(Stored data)
━━━━━━━━━━━━━━━━
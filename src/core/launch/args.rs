// ─── Argument Templating ───
// Expands the effective manifest's argument templates into a concrete
// argument vector: JVM arguments, then the main class, then game
// arguments. Supports both the modern `arguments` shape and the legacy
// flat `minecraftArguments` string (which gets a hardcoded JVM block the
// modern format normally supplies).

use std::path::Path;

use crate::core::error::{LauncherError, LauncherResult};
use crate::core::launch::context::LaunchContext;
use crate::core::platform;
use crate::core::rules::{evaluate, OsConstraint, Rule, RuleAction, RuleContext};
use crate::core::version::schema::{ArgumentEntry, ArgumentValue, VersionManifest};

/// Expand the manifest's argument templates into the final vector:
/// JVM arguments (manifest order) → main class → game arguments.
/// Game-argument rules see the `has_custom_resolution` feature flag.
pub fn build_command_line(
    manifest: &VersionManifest,
    ctx: &LaunchContext,
    rule_ctx: &RuleContext,
) -> LauncherResult<Vec<String>> {
    let main_class = manifest
        .main_class
        .as_deref()
        .ok_or_else(|| LauncherError::ManifestShape("missing main class".into()))?;

    let mut cmd = Vec::new();

    if let Some(arguments) = &manifest.arguments {
        expand_entries(&arguments.jvm, ctx, rule_ctx, &mut cmd);
        cmd.push(main_class.to_string());
        let game_rule_ctx = rule_ctx.clone().with_feature("has_custom_resolution", true);
        expand_entries(&arguments.game, ctx, &game_rule_ctx, &mut cmd);
    } else if let Some(legacy) = &manifest.minecraft_arguments {
        expand_entries(&legacy_jvm_entries(), ctx, rule_ctx, &mut cmd);
        cmd.push(main_class.to_string());
        for token in legacy.split_whitespace() {
            cmd.push(ctx.expand(token));
        }
        // Legacy manifests never carry resolution arguments themselves.
        if let (Some(width), Some(height)) =
            (ctx.get("resolution_width"), ctx.get("resolution_height"))
        {
            cmd.push("--width".into());
            cmd.push(width.to_string());
            cmd.push("--height".into());
            cmd.push(height.to_string());
        }
    } else {
        return Err(LauncherError::ManifestShape(
            "neither modern nor legacy argument shape present".into(),
        ));
    }

    Ok(cmd)
}

fn expand_entries(
    entries: &[ArgumentEntry],
    ctx: &LaunchContext,
    rule_ctx: &RuleContext,
    cmd: &mut Vec<String>,
) {
    for entry in entries {
        match entry {
            ArgumentEntry::Plain(template) => cmd.push(ctx.expand(template)),
            ArgumentEntry::Conditional { rules, value } => {
                if evaluate(rules, rule_ctx) {
                    for token in value.tokens() {
                        cmd.push(ctx.expand(&token));
                    }
                }
            }
        }
    }
}

/// The JVM argument block the modern format normally supplies, applied
/// to legacy manifests.
fn legacy_jvm_entries() -> Vec<ArgumentEntry> {
    fn os_rule(name: Option<&str>, arch: Option<&str>) -> Vec<Rule> {
        vec![Rule {
            action: RuleAction::Allow,
            os: Some(OsConstraint {
                name: name.map(str::to_string),
                arch: arch.map(str::to_string),
                version: None,
            }),
            features: None,
        }]
    }

    vec![
        ArgumentEntry::Conditional {
            rules: os_rule(Some("osx"), None),
            value: ArgumentValue::List(vec!["-XstartOnFirstThread".into()]),
        },
        ArgumentEntry::Conditional {
            rules: os_rule(Some("windows"), None),
            value: ArgumentValue::Single(
                "-XX:HeapDumpPath=MojangTricksIntelDriversForPerformance_javaw.exe_minecraft.exe.heapdump"
                    .into(),
            ),
        },
        ArgumentEntry::Conditional {
            rules: os_rule(None, Some("x86")),
            value: ArgumentValue::Single("-Xss1M".into()),
        },
        ArgumentEntry::Plain("-Djava.library.path=${natives_directory}".into()),
        ArgumentEntry::Plain("-Djna.tmpdir=${natives_directory}".into()),
        ArgumentEntry::Plain(
            "-Dorg.lwjgl.system.SharedLibraryExtractPath=${natives_directory}".into(),
        ),
        ArgumentEntry::Plain("-Dio.netty.native.workdir=${natives_directory}".into()),
        ArgumentEntry::Plain("-Dminecraft.launcher.brand=${launcher_name}".into()),
        ArgumentEntry::Plain("-Dminecraft.launcher.version=${launcher_version}".into()),
        ArgumentEntry::Plain("-cp".into()),
        ArgumentEntry::Plain("${classpath}".into()),
    ]
}

/// Join every rule-allowed library path plus the client jar (appended
/// last) with the platform classpath separator.
pub fn build_classpath(
    manifest: &VersionManifest,
    root: &Path,
    game: &str,
    rule_ctx: &RuleContext,
) -> String {
    let libraries_dir = root.join("libraries");
    let mut entries: Vec<String> = Vec::new();

    for library in &manifest.libraries {
        if let Some(rules) = &library.rules {
            if !evaluate(rules, rule_ctx) {
                continue;
            }
        }
        let Some(path) = library
            .downloads
            .as_ref()
            .and_then(|d| d.artifact.as_ref())
            .and_then(|a| a.path.as_ref())
        else {
            continue;
        };
        entries.push(libraries_dir.join(path).to_string_lossy().to_string());
    }

    entries.push(
        crate::core::instance::client_jar_path(root, game)
            .to_string_lossy()
            .to_string(),
    );

    entries.join(platform::classpath_separator())
}

#[cfg(test)]
mod tests {
    use super::*;
    use std::collections::HashMap;

    fn rule_ctx() -> RuleContext {
        RuleContext {
            os_name: "linux".into(),
            arch: "x64".into(),
            os_version: "6.8.0".into(),
            features: HashMap::new(),
        }
    }

    fn manifest(value: serde_json::Value) -> VersionManifest {
        serde_json::from_value(value).unwrap()
    }

    #[test]
    fn modern_shape_orders_jvm_main_game() {
        let manifest = manifest(serde_json::json!({
            "mainClass": "net.minecraft.client.main.Main",
            "arguments": {
                "jvm": ["-Xmx${max}"],
                "game": ["--username", "${auth_player_name}"]
            }
        }));

        let mut ctx = LaunchContext::new();
        ctx.set("max", "4G");
        ctx.set("auth_player_name", "Steve");

        let cmd = build_command_line(&manifest, &ctx, &rule_ctx()).unwrap();
        assert_eq!(
            cmd,
            vec![
                "-Xmx4G",
                "net.minecraft.client.main.Main",
                "--username",
                "Steve"
            ]
        );
    }

    #[test]
    fn unresolved_placeholders_stay_verbatim() {
        let manifest = manifest(serde_json::json!({
            "mainClass": "Main",
            "arguments": {"jvm": ["-Dvalue=${unknown}"], "game": []}
        }));

        let cmd = build_command_line(&manifest, &LaunchContext::new(), &rule_ctx()).unwrap();
        assert_eq!(cmd[0], "-Dvalue=${unknown}");
    }

    #[test]
    fn denied_conditional_block_contributes_nothing() {
        let manifest = manifest(serde_json::json!({
            "mainClass": "Main",
            "arguments": {
                "jvm": [{
                    "rules": [{"action": "deny", "os": {"name": "linux"}}],
                    "value": "-Dtest=1"
                }],
                "game": []
            }
        }));

        let cmd = build_command_line(&manifest, &LaunchContext::new(), &rule_ctx()).unwrap();
        assert_eq!(cmd, vec!["Main"]);
    }

    #[test]
    fn allowed_list_value_appends_every_token() {
        let manifest = manifest(serde_json::json!({
            "mainClass": "Main",
            "arguments": {
                "jvm": [],
                "game": [{
                    "rules": [{"action": "allow", "features": {"has_custom_resolution": true}}],
                    "value": ["--width", "${resolution_width}", "--height", "${resolution_height}"]
                }]
            }
        }));

        let mut ctx = LaunchContext::new();
        ctx.set("resolution_width", "854");
        ctx.set("resolution_height", "480");

        let cmd = build_command_line(&manifest, &ctx, &rule_ctx()).unwrap();
        assert_eq!(cmd, vec!["Main", "--width", "854", "--height", "480"]);
    }

    #[test]
    fn legacy_shape_gets_the_hardcoded_jvm_block() {
        let manifest = manifest(serde_json::json!({
            "mainClass": "net.minecraft.client.Minecraft",
            "minecraftArguments": "--username ${auth_player_name} --gameDir ${game_directory}"
        }));

        let mut ctx = LaunchContext::new();
        ctx.set("auth_player_name", "Steve");
        ctx.set("game_directory", "/mc");
        ctx.set("natives_directory", "/mc/natives");
        ctx.set("launcher_name", "CraftCLI");
        ctx.set("launcher_version", "0.1.0");
        ctx.set("classpath", "a.jar:b.jar");
        ctx.set("resolution_width", "854");
        ctx.set("resolution_height", "480");

        let cmd = build_command_line(&manifest, &ctx, &rule_ctx()).unwrap();

        // Platform-conditional entries for other OSes are absent on linux.
        assert!(!cmd.contains(&"-XstartOnFirstThread".to_string()));
        assert!(!cmd.iter().any(|a| a.contains("HeapDumpPath")));

        assert!(cmd.contains(&"-Djava.library.path=/mc/natives".to_string()));
        let cp_flag = cmd.iter().position(|a| a == "-cp").unwrap();
        assert_eq!(cmd[cp_flag + 1], "a.jar:b.jar");

        let main = cmd.iter().position(|a| a == "net.minecraft.client.Minecraft").unwrap();
        assert!(main > cp_flag);
        assert_eq!(cmd[main + 1], "--username");
        assert_eq!(cmd[main + 2], "Steve");

        // Resolution extras are appended after the legacy game arguments.
        assert_eq!(
            cmd[cmd.len() - 4..].to_vec(),
            vec!["--width", "854", "--height", "480"]
        );
    }

    #[test]
    fn missing_both_shapes_is_fatal() {
        let manifest = manifest(serde_json::json!({ "mainClass": "Main" }));
        let err = build_command_line(&manifest, &LaunchContext::new(), &rule_ctx()).unwrap_err();
        assert!(matches!(err, LauncherError::ManifestShape(_)));
    }

    #[test]
    fn missing_main_class_is_fatal() {
        let manifest = manifest(serde_json::json!({
            "arguments": {"jvm": [], "game": []}
        }));
        let err = build_command_line(&manifest, &LaunchContext::new(), &rule_ctx()).unwrap_err();
        assert!(matches!(err, LauncherError::ManifestShape(_)));
    }

    #[test]
    fn classpath_ends_with_the_client_jar() {
        let manifest = manifest(serde_json::json!({
            "libraries": [
                {"name": "a:b:1.0", "downloads": {"artifact": {
                    "path": "a/b/1.0/b-1.0.jar", "size": 1, "url": "u"}}},
                {"name": "a:osx-only:1.0",
                 "rules": [{"action": "allow", "os": {"name": "osx"}}],
                 "downloads": {"artifact": {
                    "path": "a/osx-only/1.0/osx-only-1.0.jar", "size": 1, "url": "u"}}}
            ]
        }));

        let classpath = build_classpath(&manifest, Path::new("/mc"), "g", &rule_ctx());
        let entries: Vec<&str> = classpath.split(platform::classpath_separator()).collect();

        assert_eq!(entries.len(), 2);
        assert!(entries[0].ends_with("b-1.0.jar"));
        assert!(entries[1].ends_with("g.jar"));
        assert!(!classpath.contains("osx-only"));
    }
}
// ─── Native Extraction ───
// Unpacks platform-tagged library archives into a flat natives
// directory. Archives are extracted fully into a scratch subdirectory,
// regular files are copied flat (minus stray packaging metadata), and
// the scratch tree is removed. Later archives may overwrite same-named
// files from earlier ones.

use std::io::Cursor;
use std::path::{Path, PathBuf};

use tracing::{debug, warn};

use crate::core::error::{LauncherError, LauncherResult};
use crate::core::platform::Platform;
use crate::core::version::schema::VersionManifest;

/// File extensions that must not land next to native binaries.
const EXCLUDED_EXTENSIONS: [&str; 3] = [".git", ".sha1", ".class"];

/// Select every library archive path tagged for the current platform:
/// the plain `natives-<os>` tag plus the arch-suffixed tag when the
/// architecture carries a suffix.
pub fn select_native_paths(manifest: &VersionManifest, platform: &Platform) -> Vec<String> {
    let plain_tag = platform.natives_tag();
    let suffixed_tag = platform.natives_tag_with_suffix();
    let mut tags = vec![plain_tag];
    if suffixed_tag != tags[0] {
        tags.push(suffixed_tag);
    }

    let mut selected = Vec::new();
    for library in &manifest.libraries {
        let Some(downloads) = &library.downloads else {
            continue;
        };

        for tag in &tags {
            if let Some(artifact) = &downloads.artifact {
                if let Some(path) = &artifact.path {
                    if path.contains(tag.as_str()) && !selected.contains(path) {
                        selected.push(path.clone());
                    }
                }
            }
            if let Some(classifiers) = &downloads.classifiers {
                if let Some(native) = classifiers.get(tag.as_str()) {
                    if let Some(path) = &native.path {
                        if !selected.contains(path) {
                            selected.push(path.clone());
                        }
                    }
                }
            }
        }
    }

    selected
}

/// Extract the selected native archives into `dest_dir` (flat, no
/// subdirectories).
pub async fn extract_natives(
    manifest: &VersionManifest,
    platform: &Platform,
    libraries_dir: &Path,
    dest_dir: &Path,
) -> LauncherResult<()> {
    let selected = select_native_paths(manifest, platform);
    debug!("Extracting {} native archives", selected.len());

    let scratch = dest_dir.join("tmp");
    tokio::fs::create_dir_all(&scratch)
        .await
        .map_err(|source| LauncherError::Io {
            path: scratch.clone(),
            source,
        })?;

    for rel_path in &selected {
        let archive_path = libraries_dir.join(rel_path);
        let bytes = tokio::fs::read(&archive_path)
            .await
            .map_err(|source| LauncherError::Io {
                path: archive_path.clone(),
                source,
            })?;

        let scratch_dir = scratch.clone();
        tokio::task::spawn_blocking(move || {
            if let Err(e) = unpack_archive(&bytes, &scratch_dir) {
                warn!("Cannot extract native archive {:?}: {}", archive_path, e);
            }
        })
        .await
        .map_err(|e| LauncherError::Other(format!("Task join error: {}", e)))?;
    }

    flatten_scratch(&scratch, dest_dir)?;

    tokio::fs::remove_dir_all(&scratch)
        .await
        .map_err(|source| LauncherError::Io {
            path: scratch,
            source,
        })?;

    Ok(())
}

fn unpack_archive(bytes: &[u8], dest: &Path) -> LauncherResult<()> {
    let mut archive = zip::ZipArchive::new(Cursor::new(bytes))?;
    for i in 0..archive.len() {
        let mut entry = archive.by_index(i)?;
        let Some(rel) = entry.enclosed_name() else {
            continue;
        };
        let out_path = dest.join(rel);

        if entry.is_dir() {
            std::fs::create_dir_all(&out_path).map_err(|source| LauncherError::Io {
                path: out_path,
                source,
            })?;
            continue;
        }

        if let Some(parent) = out_path.parent() {
            std::fs::create_dir_all(parent).map_err(|source| LauncherError::Io {
                path: parent.to_path_buf(),
                source,
            })?;
        }
        let mut out = std::fs::File::create(&out_path).map_err(|source| LauncherError::Io {
            path: out_path.clone(),
            source,
        })?;
        std::io::copy(&mut entry, &mut out).map_err(|source| LauncherError::Io {
            path: out_path,
            source,
        })?;
    }
    Ok(())
}

/// Copy every regular file under the scratch tree into the flat
/// destination, skipping stray packaging metadata.
fn flatten_scratch(scratch: &Path, dest_dir: &Path) -> LauncherResult<()> {
    let mut stack = vec![scratch.to_path_buf()];
    while let Some(dir) = stack.pop() {
        let entries = std::fs::read_dir(&dir).map_err(|source| LauncherError::Io {
            path: dir.clone(),
            source,
        })?;
        for entry in entries.flatten() {
            let path = entry.path();
            if path.is_dir() {
                stack.push(path);
                continue;
            }
            let Some(file_name) = path.file_name().and_then(|n| n.to_str()) else {
                continue;
            };
            if EXCLUDED_EXTENSIONS.iter().any(|ext| file_name.ends_with(ext)) {
                continue;
            }
            let target = dest_dir.join(file_name);
            std::fs::copy(&path, &target).map_err(|source| LauncherError::Io {
                path: target,
                source,
            })?;
        }
    }
    Ok(())
}

#[cfg(test)]
mod tests {
    use super::*;
    use std::io::Write;
    use zip::write::SimpleFileOptions;

    fn linux_platform() -> Platform {
        Platform {
            os_name: "linux",
            arch: "x64",
            os_version: String::new(),
        }
    }

    fn build_archive(entries: &[(&str, &[u8])]) -> Vec<u8> {
        let mut writer = zip::ZipWriter::new(Cursor::new(Vec::new()));
        for (name, data) in entries {
            writer
                .start_file(*name, SimpleFileOptions::default())
                .unwrap();
            writer.write_all(data).unwrap();
        }
        writer.finish().unwrap().into_inner()
    }

    #[test]
    fn selects_classifier_and_path_tagged_archives() {
        let manifest: VersionManifest = serde_json::from_value(serde_json::json!({
            "libraries": [
                {
                    "name": "org.lwjgl:lwjgl:3.3.3",
                    "downloads": {"classifiers": {
                        "natives-linux": {"path": "lwjgl-natives-linux.jar", "size": 1, "url": "u"},
                        "natives-windows": {"path": "lwjgl-natives-windows.jar", "size": 1, "url": "u"}
                    }}
                },
                {
                    "name": "org.lwjgl:glfw:3.3.3",
                    "downloads": {"artifact": {
                        "path": "org/lwjgl/glfw-3.3.3-natives-linux.jar", "size": 1, "url": "u"
                    }}
                },
                {
                    "name": "a:plain:1.0",
                    "downloads": {"artifact": {"path": "a/plain-1.0.jar", "size": 1, "url": "u"}}
                }
            ]
        }))
        .unwrap();

        let selected = select_native_paths(&manifest, &linux_platform());
        assert_eq!(
            selected,
            vec![
                "lwjgl-natives-linux.jar".to_string(),
                "org/lwjgl/glfw-3.3.3-natives-linux.jar".to_string()
            ]
        );
    }

    #[test]
    fn suffixed_arch_also_matches_suffixed_tag() {
        let manifest: VersionManifest = serde_json::from_value(serde_json::json!({
            "libraries": [{
                "name": "org.lwjgl:lwjgl:3.3.3",
                "downloads": {"classifiers": {
                    "natives-osx-arm64": {"path": "lwjgl-natives-osx-arm64.jar", "size": 1, "url": "u"}
                }}
            }]
        }))
        .unwrap();

        let platform = Platform {
            os_name: "osx",
            arch: "arm64",
            os_version: String::new(),
        };
        let selected = select_native_paths(&manifest, &platform);
        assert_eq!(selected, vec!["lwjgl-natives-osx-arm64.jar".to_string()]);
    }

    #[tokio::test]
    async fn extraction_flattens_and_filters_metadata() {
        let root = tempfile::tempdir().unwrap();
        let libraries_dir = root.path().join("libraries");
        let dest_dir = root.path().join("natives-linux");

        let archive = build_archive(&[
            ("libfoo.so", b"foo".as_slice()),
            ("sub/dir/libbar.so", b"bar".as_slice()),
            ("META-INF/checksums.sha1", b"x".as_slice()),
            ("Entry.class", b"x".as_slice()),
        ]);
        let jar_path = libraries_dir.join("org/lwjgl/lwjgl-natives-linux.jar");
        std::fs::create_dir_all(jar_path.parent().unwrap()).unwrap();
        std::fs::write(&jar_path, archive).unwrap();

        let manifest: VersionManifest = serde_json::from_value(serde_json::json!({
            "libraries": [{
                "name": "org.lwjgl:lwjgl:3.3.3",
                "downloads": {"artifact": {
                    "path": "org/lwjgl/lwjgl-natives-linux.jar", "size": 1, "url": "u"
                }}
            }]
        }))
        .unwrap();

        extract_natives(&manifest, &linux_platform(), &libraries_dir, &dest_dir)
            .await
            .unwrap();

        assert!(dest_dir.join("libfoo.so").exists());
        assert!(dest_dir.join("libbar.so").exists());
        assert!(!dest_dir.join("checksums.sha1").exists());
        assert!(!dest_dir.join("Entry.class").exists());
        assert!(!dest_dir.join("tmp").exists());
    }
}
━━━━━━━━━━━━━━━━
▶ Exercise
If a line in the data above contains "stack", return that line.

▶ Response for this exercise
    let mut stack = vec![scratch.to_path_buf()];
    while let Some(dir) = stack.pop() {
                stack.push(path);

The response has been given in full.